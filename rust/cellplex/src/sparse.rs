// This Source Code Form is subject to the terms of the Mozilla Public
// License, v. 2.0. If a copy of the MPL was not distributed with this
// file, You can obtain one at https://mozilla.org/MPL/2.0/.

//! Small helpers over `nalgebra-sparse` CSR matrices.
//!
//! Products of signed operators can cancel to explicit zeros; functions
//! that filter entries rebuild the matrix through a COO triplet list so the
//! result stores only what it should.

use nalgebra::DMatrix;
use nalgebra_sparse::{CooMatrix, CsrMatrix};

/// Builds a CSR matrix from `(row, col, value)` triplets, summing duplicates.
pub fn from_triplets(
    nrows: usize,
    ncols: usize,
    triplets: impl IntoIterator<Item = (usize, usize, f64)>,
) -> CsrMatrix<f64> {
    let mut coo = CooMatrix::new(nrows, ncols);
    for (i, j, v) in triplets {
        coo.push(i, j, v);
    }
    CsrMatrix::from(&coo)
}

fn filtered(m: &CsrMatrix<f64>, keep: impl Fn(usize, usize, f64) -> bool) -> CsrMatrix<f64> {
    from_triplets(
        m.nrows(),
        m.ncols(),
        m.triplet_iter()
            .filter(|&(i, j, &v)| keep(i, j, v))
            .map(|(i, j, &v)| (i, j, v)),
    )
}

/// Element-wise absolute value.
pub fn abs(m: &CsrMatrix<f64>) -> CsrMatrix<f64> {
    let mut out = m.clone();
    for v in out.values_mut() {
        *v = v.abs();
    }
    out
}

/// Drops stored zeros.
pub fn prune_zeros(m: &CsrMatrix<f64>) -> CsrMatrix<f64> {
    filtered(m, |_, _, v| v != 0.0)
}

/// Drops the diagonal and any stored zeros.
pub fn zero_diagonal(m: &CsrMatrix<f64>) -> CsrMatrix<f64> {
    filtered(m, |i, j, v| i != j && v != 0.0)
}

/// Keeps entries whose value is at least `min`.
pub fn threshold(m: &CsrMatrix<f64>, min: f64) -> CsrMatrix<f64> {
    filtered(m, |_, _, v| v >= min)
}

/// Matrix power `m^k` of a square matrix; `m^0` is the identity.
pub fn power(m: &CsrMatrix<f64>, k: u32) -> CsrMatrix<f64> {
    let mut result = CsrMatrix::identity(m.nrows());
    for _ in 0..k {
        result = prune_zeros(&(&result * m));
    }
    result
}

/// Returns `true` if `m` equals its transpose within `eps`.
pub fn is_symmetric(m: &CsrMatrix<f64>, eps: f64) -> bool {
    if m.nrows() != m.ncols() {
        return false;
    }
    let diff = prune_zeros(&(m - &m.transpose()));
    diff.values().iter().all(|v| v.abs() <= eps)
}

/// Converts to a dense matrix.
pub fn to_dense(m: &CsrMatrix<f64>) -> DMatrix<f64> {
    DMatrix::from(m)
}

..............................

■ Aim of the exercise
Taking the listing above as the source, transcribe only the lines starting at the line with "CsrMatrix::from(&coo)" and going through the line with "m.triplet_iter()", unaltered and with both ends included.

■ Output for this task
    CsrMatrix::from(&coo)
}

fn filtered(m: &CsrMatrix<f64>, keep: impl Fn(usize, usize, f64) -> bool) -> CsrMatrix<f64> {
    from_triplets(
        m.nrows(),
        m.ncols(),
        m.triplet_iter()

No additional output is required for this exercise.